このイベントを利用することで、独自のエラー表示(トースト等)に差し替えることができます。
定義
- 連携先のキー(
value.value)または表示名(labelValue)の変更を検知して解決を行い、失敗した場合に発火します。 - フィールド1つにつき1回発火します。明細(SubTable)は明細フィールドが単位のため、何行失敗しても通知は1回にまとまります。
falseを返すと、既定のインラインエラー表示を抑止できます。
atPocket.events.on('app.record.lookup.error', handler)
イベントハンドラーの登録方法は イベントハンドラーの登録 を参照してください。
イベントオブジェクトのプロパティ
handlerの引数eventの内容
{
"fieldUid": "string", // 対象フィールドのUID(明細の場合は明細フィールド自体のUID)

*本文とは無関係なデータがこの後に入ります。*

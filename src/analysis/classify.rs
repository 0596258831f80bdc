//! Text classification predicates.
//!
//! Each predicate works on trimmed text and reports the first rule that
//! fired, so individual rules can be tested and logged in isolation.

use regex::Regex;
use std::sync::LazyLock;

use crate::model::Page;

use super::options::{CorpusRules, FormPageOptions};

static RELATIONSHIP: LazyLock<Regex> =
    LazyLock::new(|| Regex::new(r"^relationship\s*\d").unwrap());
static POSTAL_CODE: LazyLock<Regex> =
    LazyLock::new(|| Regex::new(r"^[A-Z ]+,?\s*\d{5,6}$").unwrap());
static CITY_STATE: LazyLock<Regex> =
    LazyLock::new(|| Regex::new(r"^[A-Z][a-z]+, [A-Z]{2,}").unwrap());
static NUMBERED: LazyLock<Regex> =
    LazyLock::new(|| Regex::new(r"^[A-Za-z]?\d+(\.\d+)*[.:]?\s").unwrap());

const BULLET_PREFIXES: [char; 5] = ['●', '-', '•', '*', 'o'];

/// Why a line was classified as noise.
#[derive(Debug, Clone, Copy, PartialEq, Eq)]
pub enum NoiseReason {
    /// "relationship 1" style form rows
    Relationship,
    /// Starts with a known boilerplate prefix
    Boilerplate,
    /// Page number marker
    PageMarker,
    /// Contains an "address:" label
    AddressLabel,
    /// A known form label
    KnownLabel,
    /// Fewer than three ASCII letters
    TooFewLetters,
    /// URL or web address
    Link,
    /// Address or place line
    Location(LocationReason),
}

/// Why a line was classified as an address or location.
#[derive(Debug, Clone, Copy, PartialEq, Eq)]
pub enum LocationReason {
    /// Uppercase words followed by a postal code
    PostalCode,
    /// "City, STATE"
    CityState,
    /// Mentions a known place
    KnownPlace,
    /// Ends with a known "STATE ZIP"
    StateZip,
    /// RSVP line
    Rsvp,
}

/// What made a line look like a heading.
#[derive(Debug, Clone, Copy, PartialEq, Eq)]
pub enum HeadingCue {
    /// Explicit numbering such as "2.1 " or "A3: "
    Numbered,
    /// Short line ending in a colon
    Colon,
    /// All uppercase
    AllCaps,
    /// Starts uppercase without sentence punctuation at the end
    Capitalized,
    /// Few words without sentence punctuation at the end
    ShortPhrase,
}

/// Noise, location and form-page classifier parameterised by corpus rules.
#[derive(Debug, Clone, Copy)]
pub struct TextClassifier<'a> {
    rules: &'a CorpusRules,
    form_page: &'a FormPageOptions,
}

impl<'a> TextClassifier<'a> {
    /// Create a classifier.
    pub fn new(rules: &'a CorpusRules, form_page: &'a FormPageOptions) -> Self {
        Self { rules, form_page }
    }

    /// First noise rule matching the text, if any.
    pub fn noise_reason(&self, text: &str) -> Option<NoiseReason> {
        let t = text.trim();
        let lower = t.to_lowercase();

        if RELATIONSHIP.is_match(&lower) {
            return Some(NoiseReason::Relationship);
        }
        if self
            .rules
            .boilerplate_prefixes
            .iter()
            .any(|p| lower.starts_with(p.as_str()))
        {
            return Some(NoiseReason::Boilerplate);
        }
        if lower.starts_with("page ") {
            return Some(NoiseReason::PageMarker);
        }
        if lower.contains("address:") {
            return Some(NoiseReason::AddressLabel);
        }
        if self.rules.known_labels.iter().any(|l| *l == lower) {
            return Some(NoiseReason::KnownLabel);
        }
        if t.chars().filter(char::is_ascii_alphabetic).count() < 3 {
            return Some(NoiseReason::TooFewLetters);
        }
        if lower.contains("www.") || lower.contains("http") {
            return Some(NoiseReason::Link);
        }
        self.location_reason(t).map(NoiseReason::Location)
    }

    /// Check if the text is noise.
    pub fn is_noise(&self, text: &str) -> bool {
        self.noise_reason(text).is_some()
    }

    /// First location rule matching the text, if any.
    pub fn location_reason(&self, text: &str) -> Option<LocationReason> {
        let t = text.trim();
        let lower = t.to_lowercase();

        if POSTAL_CODE.is_match(t) {
            return Some(LocationReason::PostalCode);
        }
        if CITY_STATE.is_match(t) {
            return Some(LocationReason::CityState);
        }
        if self
            .rules
            .known_places
            .iter()
            .any(|p| lower.contains(p.as_str()))
        {
            return Some(LocationReason::KnownPlace);
        }
        if self
            .rules
            .state_zip_suffixes
            .iter()
            .any(|s| t.ends_with(s.as_str()))
        {
            return Some(LocationReason::StateZip);
        }
        if lower.contains("rsvp") {
            return Some(LocationReason::Rsvp);
        }
        None
    }

    /// Check if the text is an address or location line.
    pub fn is_location(&self, text: &str) -> bool {
        self.location_reason(text).is_some()
    }

    /// Check if the text is noise or a location line.
    pub fn is_rejected(&self, text: &str) -> bool {
        self.is_noise(text) || self.is_location(text)
    }

    /// Check if a page is dominated by short label-like runs.
    pub fn is_form_page(&self, page: &Page) -> bool {
        let mut runs = 0usize;
        let mut labels = 0usize;

        for span in page.spans() {
            let t = span.text.trim();
            if t.is_empty() {
                continue;
            }
            runs += 1;
            if t.chars().count() <= self.form_page.max_label_len
                && (t.contains(':') || t.split_whitespace().count() < self.form_page.label_word_limit)
            {
                labels += 1;
            }
        }

        runs > self.form_page.min_runs
            && labels as f32 / runs as f32 > self.form_page.label_ratio
    }
}

/// First heading cue matching the text, if any.
pub fn heading_cue(text: &str) -> Option<HeadingCue> {
    let t = text.trim();
    let len = t.chars().count();
    if len < 3 || t.starts_with(BULLET_PREFIXES) {
        return None;
    }

    let sentence_end = t.ends_with(['.', ';']);

    if NUMBERED.is_match(t) {
        Some(HeadingCue::Numbered)
    } else if t.ends_with(':') && len <= 60 {
        Some(HeadingCue::Colon)
    } else if len > 5 && is_upper(t) {
        Some(HeadingCue::AllCaps)
    } else if t.chars().next().is_some_and(char::is_uppercase) && !sentence_end {
        Some(HeadingCue::Capitalized)
    } else if t.split_whitespace().count() <= 15 && !sentence_end {
        Some(HeadingCue::ShortPhrase)
    } else {
        None
    }
}

/// Check if the text looks like a heading.
pub fn is_heading_like(text: &str) -> bool {
    heading_cue(text).is_some()
}

/// At least one cased character and none of them lowercase.
pub fn is_upper(text: &str) -> bool {
    let mut cased = false;
    for c in text.chars() {
        if c.is_lowercase() {
            return false;
        }
        cased |= c.is_uppercase();
    }
    cased
}

/// At least one cased character and none of them uppercase.
pub fn is_lower(text: &str) -> bool {
    let mut cased = false;
    for c in text.chars() {
        if c.is_uppercase() {
            return false;
        }
        cased |= c.is_lowercase();
    }
    cased
}

/// Non-empty and made only of digits.
pub fn is_digits(text: &str) -> bool {
    !text.is_empty() && text.chars().all(char::is_numeric)
}

/// Non-empty and made only of `-`, `:` and spaces.
pub fn is_separator(text: &str) -> bool {
    !text.is_empty() && text.chars().all(|c| matches!(c, '-' | ':' | ' '))
}

#[cfg(test)]
mod tests {
    use super::*;
    use crate::model::Line;

    fn classify<T>(f: impl FnOnce(&TextClassifier<'_>) -> T) -> T {
        let rules = CorpusRules::default();
        let form = FormPageOptions::default();
        f(&TextClassifier::new(&rules, &form))
    }

    #[test]
    fn test_noise_reasons() {
        classify(|c| {
            assert_eq!(c.noise_reason("Relationship 2"), Some(NoiseReason::Relationship));
            assert_eq!(c.noise_reason("PAY + SI + NPA rules"), Some(NoiseReason::Boilerplate));
            assert_eq!(c.noise_reason("Page 3 of 12"), Some(NoiseReason::PageMarker));
            assert_eq!(c.noise_reason("Home Address: 12"), Some(NoiseReason::AddressLabel));
            assert_eq!(c.noise_reason("Regular Pathway"), Some(NoiseReason::KnownLabel));
            assert_eq!(c.noise_reason("1.2 (a)"), Some(NoiseReason::TooFewLetters));
            assert_eq!(c.noise_reason("Visit www.example.com"), Some(NoiseReason::Link));
            assert_eq!(
                c.noise_reason("PIGEON FORGE, TN 37863"),
                Some(NoiseReason::Location(LocationReason::KnownPlace))
            );
            assert_eq!(c.noise_reason("Revision History"), None);
        });
    }

    #[test]
    fn test_location_reasons() {
        classify(|c| {
            assert_eq!(c.location_reason("TORONTO 123456"), Some(LocationReason::PostalCode));
            assert_eq!(c.location_reason("Parsippany, NJ"), Some(LocationReason::CityState));
            assert_eq!(c.location_reason("near Pigeon Forge"), Some(LocationReason::KnownPlace));
            assert_eq!(c.location_reason("3735 Parkway TN 37863"), Some(LocationReason::StateZip));
            assert_eq!(c.location_reason("Suite 4 NJ 07054"), Some(LocationReason::StateZip));
            assert_eq!(c.location_reason("Please RSVP by Friday"), Some(LocationReason::Rsvp));
            assert_eq!(c.location_reason("Introduction"), None);
        });
    }

    #[test]
    fn test_corpus_rules_can_be_disabled() {
        let rules = CorpusRules::none();
        let form = FormPageOptions::default();
        let c = TextClassifier::new(&rules, &form);

        assert!(!c.is_noise("Regular Pathway"));
        assert!(!c.is_noise("pay + si + npa rules"));
        assert!(!c.is_location("Suite 4 NJ 07054"));
        // General rules stay on
        assert!(c.is_noise("Page 2"));
        assert!(c.is_location("Please RSVP"));
    }

    #[test]
    fn test_heading_cues() {
        assert_eq!(heading_cue("2.3.1 Something"), Some(HeadingCue::Numbered));
        assert_eq!(heading_cue("A1. Scope"), Some(HeadingCue::Numbered));
        assert_eq!(heading_cue("what is covered:"), Some(HeadingCue::Colon));
        assert_eq!(heading_cue("SUMMARY OF FINDINGS"), Some(HeadingCue::AllCaps));
        assert_eq!(heading_cue("Background"), Some(HeadingCue::Capitalized));
        assert_eq!(heading_cue("the business plan"), Some(HeadingCue::ShortPhrase));
    }

    #[test]
    fn test_heading_rejections() {
        assert!(!is_heading_like(""));
        assert!(!is_heading_like("ab"));
        assert!(!is_heading_like("• Bullet item"));
        assert!(!is_heading_like("- dash item"));
        assert!(!is_heading_like("overview of things"));
        assert!(!is_heading_like("this ends like a sentence."));
        let long = "word ".repeat(16);
        assert!(!is_heading_like(&long));
    }

    #[test]
    fn test_case_predicates() {
        assert!(is_upper("YOU ARE INVITED!"));
        assert!(!is_upper("1234"));
        assert!(!is_upper("Mixed"));
        assert!(is_lower("all lower 12"));
        assert!(!is_lower("12 34"));
        assert!(is_digits("2024"));
        assert!(!is_digits(""));
        assert!(is_separator("- : -"));
        assert!(!is_separator("-a-"));
    }

    #[test]
    fn test_form_page_detection() {
        let labels = ["Name:", "Date", "Designation", "Service", "PAY", "Amount", "Signature", "Place", "Home Town", "Block Year"];
        let form = Page::with_lines(
            1,
            labels
                .iter()
                .enumerate()
                .map(|(i, t)| Line::single(*t, 10, i as f32 * 12.0))
                .collect(),
        );
        classify(|c| assert!(c.is_form_page(&form)));

        // Too few runs to be a form
        let short = Page::with_lines(1, form.lines[..8].to_vec());
        classify(|c| assert!(!c.is_form_page(&short)));

        let mut prose = form.clone();
        for i in 0..10 {
            prose.add_line(Line::single(
                "This paragraph explains the background of the project in detail.",
                10,
                200.0 + i as f32 * 12.0,
            ));
        }
        classify(|c| assert!(!c.is_form_page(&prose)));
    }
}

"isSubTable": "boolean",// 対象が明細(SubTable)かどうか
"errors": [] // 失敗の一覧(1件以上)
}
errors[](失敗1件分)
| プロパティ | 型 | 説明 |
|---|---|---|
| row | object | 行情報 { index, id }。index は0始まり。通常配置のフィールドでは null |
| columnUid | string | 列のUID(明細の場合のみ) |
| reason | string | 失敗の理由。"NOT_FOUND" / "AMBIGUOUS" / "API_FAILED" |
| message | string | 表示用のメッセージ |
| labelValue | string | 解決に使った表示名(labelValue を指定した場合のみ) |
| error | object | 原因のエラー("API_FAILED" の場合のみ) |
reason ごとの値の扱い
| reason | 内容 | 連携値・コピー先 |
|---|---|---|
NOT_FOUND | 該当する連携元レコードがありません | クリアされます |
AMBIGUOUS | 表示名が複数のレコードに一致し、特定できません | クリアされます |
API_FAILED | 通信・サーバの障害で取得できませんでした | 維持されます |
クリアは連携フィールドだけでなく、コピー先のフィールド(明細では同一行内のコピー先)にも及びます。
戻り値
falseを返すと既定のインラインエラー表示を抑止します。
記述方法
atPocket.events.on('app.record.lookup.error', function(event) {
// 参照データの取得に失敗したときに実行する処理を記述
});
サンプルコード
失敗の内容をまとめて表示する
atPocket.events.on('app.record.lookup.error', (event) => {
const lines = event.errors.map((e) =>
e.row ? `${e.row.index + 1}行目: ${e.message}` : e.message);
alert(lines.join('\n'));
// 既定のインラインエラー表示を抑止して、独自表示に差し替える
return false;
});
明細の失敗したセルに色を付ける
atPocket.events.on('app.record.lookup.error', (event) => {
if (!event.isSubTable) return;
event.errors.forEach((e) => {
atPocket.app.record.setFieldStyle(e.columnUid, {
content: { backgroundColor: '#fdd' },
}, e.row.index);
});
});
明細(SubTable)での違い
- 明細には既定のインラインエラー表示がないため、
falseを返しても何も起きません。 - 明細のセルの解決に失敗しても、レコードの登録はブロックされません。失敗を検知するには、このイベントを購読してください。
注意
配信されるビルドではコンソール出力が除去されます。解決の失敗を console で検知することはできません。